Step 401, according to the question information, identifying whether the category of the question information is a preset category, if so, executing step 402, otherwise, executing step 403.
Specifically, in step 401, whether the category of the question information is a preset category may be identified according to a text semantic identification technology or a preset question classification model, where the preset category includes any one of whether the category is a preset category, a judgment category, and a digital requirement category, that is, whether the category of the question information is any one of whether the category is a preset category, a judgment category, and a digital requirement category in step 401.
As an example, by identifying whether the text semantics of the question information includes a preset yes or no word, it is determined whether the category of the question information is a class, for example, whether the yes or no word, whether there is a word, and the word cannot be used. If the problem information is identified to contain the preset non-word, judging whether the category of the problem information is classified, otherwise, judging whether the category of the problem information is not classified.
As an example, whether the category of the question information is a judgment category is judged by identifying whether the text semantics of the question information includes a preset judgment word and a question word, for example, the judgment word may be "yes", "no", "not", "pair", "not", "presence", "absence", "yes", or the like, and the question word may be "do", "how", "wool", or the like.
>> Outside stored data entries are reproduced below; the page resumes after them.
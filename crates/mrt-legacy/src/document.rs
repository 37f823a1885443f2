//! Validation of legacy questionnaire documents and template inference.
//!
//! Only the fields the adapter reads are type-checked; every other key is carried through
//! untouched.

use std::sync::OnceLock;

use mrt_model::{version_def, RegistryError, TemplateType};
use regex::Regex;
use serde_json::{Map, Value};
use thiserror::Error;

#[derive(Debug, Error)]
pub enum LegacyError {
    #[error("invalid legacy report at {path}: expected {expected}")]
    Schema { path: String, expected: &'static str },
    #[error("cannot infer templateType/versionId from legacy report")]
    CannotInferTemplate,
    #[error("legacy report templateType mismatch: type says {tag}, name/version says {inferred}")]
    TemplateMismatch {
        tag: TemplateType,
        inferred: TemplateType,
    },
    #[error("unsupported template/version: {template_type}@{version}")]
    UnsupportedTemplate {
        template_type: TemplateType,
        version: String,
        #[source]
        source: RegistryError,
    },
    #[error("snapshot {snapshot} does not match roundtrip context {context}")]
    ContextMismatch { snapshot: String, context: String },
}

/// A legacy document that passed validation, with the template it was written for.
#[derive(Clone, Debug, PartialEq)]
pub struct ParsedLegacyReport {
    pub document: Map<String, Value>,
    pub template_type: TemplateType,
    pub version_id: String,
}

pub(crate) const COMPANY_KEY: &str = "cmtCompany";
pub(crate) const RANGE_QUESTIONS_KEY: &str = "cmtRangeQuestions";
pub(crate) const COMPANY_QUESTIONS_KEY: &str = "cmtCompanyQuestions";
pub(crate) const SMELTERS_KEY: &str = "cmtSmelters";
pub(crate) const MINES_KEY: &str = "minList";
pub(crate) const PRODUCTS_KEY: &str = "cmtParts";
pub(crate) const AMRT_REASONS_KEY: &str = "amrtReasonList";

const COMPANY_STRING_FIELDS: [&str; 13] = [
    "companyName",
    "species",
    "rangeDescription",
    "identify",
    "authorization",
    "address",
    "contactName",
    "contactEmail",
    "contactPhone",
    "authorizerName",
    "authorizerJobTitle",
    "authorizerEmail",
    "authorizerPhone",
];

const SMELTER_STRING_FIELDS: [&str; 19] = [
    "metal",
    "smelterLookUp",
    "standardSmelterName",
    "smelterNumber",
    "smelterName",
    "smelterCountry",
    "smelterProvince",
    "smelterCity",
    "smelterStreet",
    "smelterIdentification",
    "smelterContact",
    "smelterEmail",
    "suggest",
    "mineName",
    "mineCountry",
    "isRecycle",
    "remark",
    "smelterId",
    "sourceId",
];

const MINE_STRING_FIELDS: [&str; 14] = [
    "smelterId",
    "metal",
    "smelterName",
    "mineFacilityName",
    "mineIdentification",
    "mineIdentificationNumber",
    "mineFacilityCountry",
    "mineFacilityStreet",
    "mineFacilityCity",
    "mineFacilityProvince",
    "mineFacilityContact",
    "mineFacilityEmail",
    "proposedNextSteps",
    "comments",
];

fn version_re() -> &'static Regex {
    static RE: OnceLock<Regex> = OnceLock::new();
    RE.get_or_init(|| Regex::new(r"(?i)RMI_(CMRT|EMRT|CRT|AMRT)_([0-9.]+)").expect("valid regex"))
}

fn schema(path: impl Into<String>, expected: &'static str) -> LegacyError {
    LegacyError::Schema {
        path: path.into(),
        expected,
    }
}

/// Walks one level of the document, building error paths like `cmtSmelters[2].smelterName`.
struct Checker<'a> {
    path: String,
    obj: &'a Map<String, Value>,
}

impl<'a> Checker<'a> {
    fn at(&self, key: &str) -> String {
        if self.path.is_empty() {
            key.to_string()
        } else {
            format!("{}.{key}", self.path)
        }
    }

    fn optional_string(&self, key: &str) -> Result<(), LegacyError> {
        match self.obj.get(key) {
            None | Some(Value::String(_)) => Ok(()),
            Some(_) => Err(schema(self.at(key), "string")),
        }
    }

    fn optional_number(&self, key: &str) -> Result<(), LegacyError> {
        match self.obj.get(key) {
            None | Some(Value::Number(_)) => Ok(()),
            Some(_) => Err(schema(self.at(key), "number")),
        }
    }

    fn nullable_string(&self, key: &str) -> Result<(), LegacyError> {
        match self.obj.get(key) {
            None | Some(Value::Null) | Some(Value::String(_)) => Ok(()),
            Some(_) => Err(schema(self.at(key), "string or null")),
        }
    }

    fn nullable_strings(&self, keys: &[&str]) -> Result<(), LegacyError> {
        keys.iter().try_for_each(|key| self.nullable_string(key))
    }

    fn required_string(&self, key: &str) -> Result<(), LegacyError> {
        match self.obj.get(key) {
            Some(Value::String(_)) => Ok(()),
            _ => Err(schema(self.at(key), "string")),
        }
    }

    fn id(&self, key: &str) -> Result<(), LegacyError> {
        match self.obj.get(key) {
            None | Some(Value::Null) | Some(Value::String(_)) | Some(Value::Number(_)) => Ok(()),
            Some(_) => Err(schema(self.at(key), "string or number")),
        }
    }

    /// Checks every element of the array at `key` (absent or `null` is accepted).
    fn each<F>(&self, key: &str, check: F) -> Result<(), LegacyError>
    where
        F: Fn(&Checker<'_>) -> Result<(), LegacyError>,
    {
        let items = match self.obj.get(key) {
            None | Some(Value::Null) => return Ok(()),
            Some(Value::Array(items)) => items,
            Some(_) => return Err(schema(self.at(key), "array")),
        };
        for (index, item) in items.iter().enumerate() {
            let path = format!("{}[{index}]", self.at(key));
            let Value::Object(obj) = item else {
                return Err(schema(path, "object"));
            };
            check(&Checker { path, obj })?;
        }
        Ok(())
    }
}

fn validate(root: &Map<String, Value>) -> Result<(), LegacyError> {
    let doc = Checker {
        path: String::new(),
        obj: root,
    };
    doc.optional_string("name")?;
    doc.optional_string("type")?;
    doc.optional_string("version")?;
    doc.optional_number("questionnaireType")?;

    match root.get(COMPANY_KEY) {
        None | Some(Value::Null) => {}
        Some(Value::Object(obj)) => {
            let company = Checker {
                path: COMPANY_KEY.to_string(),
                obj,
            };
            company.nullable_strings(&COMPANY_STRING_FIELDS)?;
            match obj.get("effectiveDate") {
                None | Some(Value::Null) | Some(Value::String(_)) | Some(Value::Number(_)) => {}
                Some(_) => {
                    return Err(schema(company.at("effectiveDate"), "string, number or null"))
                }
            }
        }
        Some(_) => return Err(schema(COMPANY_KEY, "object")),
    }

    doc.each(RANGE_QUESTIONS_KEY, |item| {
        match item.obj.get("type") {
            Some(Value::Number(_)) => {}
            _ => return Err(schema(item.at("type"), "number")),
        }
        item.required_string("question")?;
        item.nullable_strings(&["answer", "remark"])
    })?;
    doc.each(COMPANY_QUESTIONS_KEY, |item| {
        item.required_string("question")?;
        item.nullable_strings(&["answer", "remark", "type"])
    })?;
    doc.each(SMELTERS_KEY, |item| {
        item.id("id")?;
        item.nullable_strings(&SMELTER_STRING_FIELDS)
    })?;
    doc.each(MINES_KEY, |item| item.nullable_strings(&MINE_STRING_FIELDS))?;
    doc.each(PRODUCTS_KEY, |item| {
        item.id("id")?;
        item.id("partId")
    })?;
    doc.each(AMRT_REASONS_KEY, |item| {
        item.id("id")?;
        item.nullable_strings(&["metal", "reason"])
    })
}

fn from_name_or_version(value: &str) -> Option<(TemplateType, String)> {
    let caps = version_re().captures(value)?;
    let template_type = caps[1].parse().ok()?;
    Some((template_type, caps[2].to_string()))
}

/// Validates `input` and works out which template and version it was filled for.
///
/// The `type` tag names the template; `name` (then `version`) must carry an
/// `RMI_<TYPE>_<version>` marker for the version.
pub fn parse_legacy_report(input: &Value) -> Result<ParsedLegacyReport, LegacyError> {
    let Value::Object(root) = input else {
        return Err(schema("$", "object"));
    };
    validate(root)?;

    let text = |key: &str| root.get(key).and_then(Value::as_str);
    let from_type = text("type").and_then(|t| t.parse::<TemplateType>().ok());
    let inferred = text("name")
        .and_then(from_name_or_version)
        .or_else(|| text("version").and_then(from_name_or_version));

    let Some((inferred_type, version_id)) = inferred else {
        return Err(LegacyError::CannotInferTemplate);
    };
    let template_type = match from_type {
        Some(tag) if tag != inferred_type => {
            return Err(LegacyError::TemplateMismatch {
                tag,
                inferred: inferred_type,
            })
        }
        Some(tag) => tag,
        None => inferred_type,
    };

    version_def(template_type, &version_id).map_err(|source| LegacyError::UnsupportedTemplate {
        template_type,
        version: version_id.clone(),
        source,
    })?;

    Ok(ParsedLegacyReport {
        document: root.clone(),
        template_type,
        version_id,
    })
}

#[cfg(test)]
mod tests {
    use super::*;

    use pretty_assertions::assert_eq;
    use serde_json::json;

    #[test]
    fn infers_template_from_name_then_version() {
        let parsed = parse_legacy_report(&json!({ "name": "rmi_cmrt_6.5", "questionnaireType": 1 }))
            .unwrap();
        assert_eq!(parsed.template_type, TemplateType::Cmrt);
        assert_eq!(parsed.version_id, "6.5");

        let parsed = parse_legacy_report(&json!({ "type": "CRT", "version": "RMI_CRT_2.21" })).unwrap();
        assert_eq!(parsed.template_type, TemplateType::Crt);
        assert_eq!(parsed.version_id, "2.21");
    }

    #[test]
    fn a_type_tag_alone_is_not_enough() {
        assert!(matches!(
            parse_legacy_report(&json!({ "type": "crt" })),
            Err(LegacyError::CannotInferTemplate)
        ));
    }

    #[test]
    fn type_tag_must_agree_with_the_name() {
        let err = parse_legacy_report(&json!({ "type": "emrt", "name": "RMI_CMRT_6.5" })).unwrap_err();
        assert!(matches!(
            err,
            LegacyError::TemplateMismatch {
                tag: TemplateType::Emrt,
                inferred: TemplateType::Cmrt
            }
        ));
    }

    #[test]
    fn unknown_versions_are_rejected() {
        let err = parse_legacy_report(&json!({ "name": "RMI_EMRT_9.9" })).unwrap_err();
        assert_eq!(err.to_string(), "unsupported template/version: emrt@9.9");
    }

    #[test]
    fn schema_errors_name_the_offending_path() {
        let err = parse_legacy_report(&json!({
            "name": "RMI_CMRT_6.5",
            "cmtSmelters": [{ "id": 1 }, { "id": "s2", "smelterName": 12 }]
        }))
        .unwrap_err();
        assert_eq!(
            err.to_string(),
            "invalid legacy report at cmtSmelters[1].smelterName: expected string or null"
        );

        let err = parse_legacy_report(&json!({
            "name": "RMI_CMRT_6.5",
            "cmtRangeQuestions": [{ "type": "1", "question": "Tin" }]
        }))
        .unwrap_err();
        assert!(matches!(err, LegacyError::Schema { path, .. } if path == "cmtRangeQuestions[0].type"));

        assert!(matches!(
            parse_legacy_report(&json!([])),
            Err(LegacyError::Schema { expected: "object", .. })
        ));
    }

    #[test]
    fn unknown_keys_pass_validation() {
        let input = json!({
            "name": "RMI_AMRT_1.3",
            "extraTopLevel": { "nested": [1, 2, 3] },
            "cmtCompany": { "companyName": null, "effectiveDate": 1700000000000i64, "vendorCode": 7 }
        });
        let parsed = parse_legacy_report(&input).unwrap();
        assert_eq!(Value::Object(parsed.document), input);
    }
}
If the problem information is identified to contain the preset judging words and the preset doubtful words, judging that the category of the problem information is a judging category, otherwise, judging that the category of the problem information is not the judging category.
As an example, whether the category of the question information is the digital requirement category is determined by identifying whether the text semantics of the question information includes a preset number query word and a quantifier, for example, the number query word may be "several", "how many", and the quantifier may be "number", "bar", "match", "sheet", "granule", "root", and the like. If the problem information is identified to contain the preset quantity inquiry words and quantifier, the type of the problem information is judged to be the digital demand type, otherwise, the type of the problem information is judged not to be the digital demand type.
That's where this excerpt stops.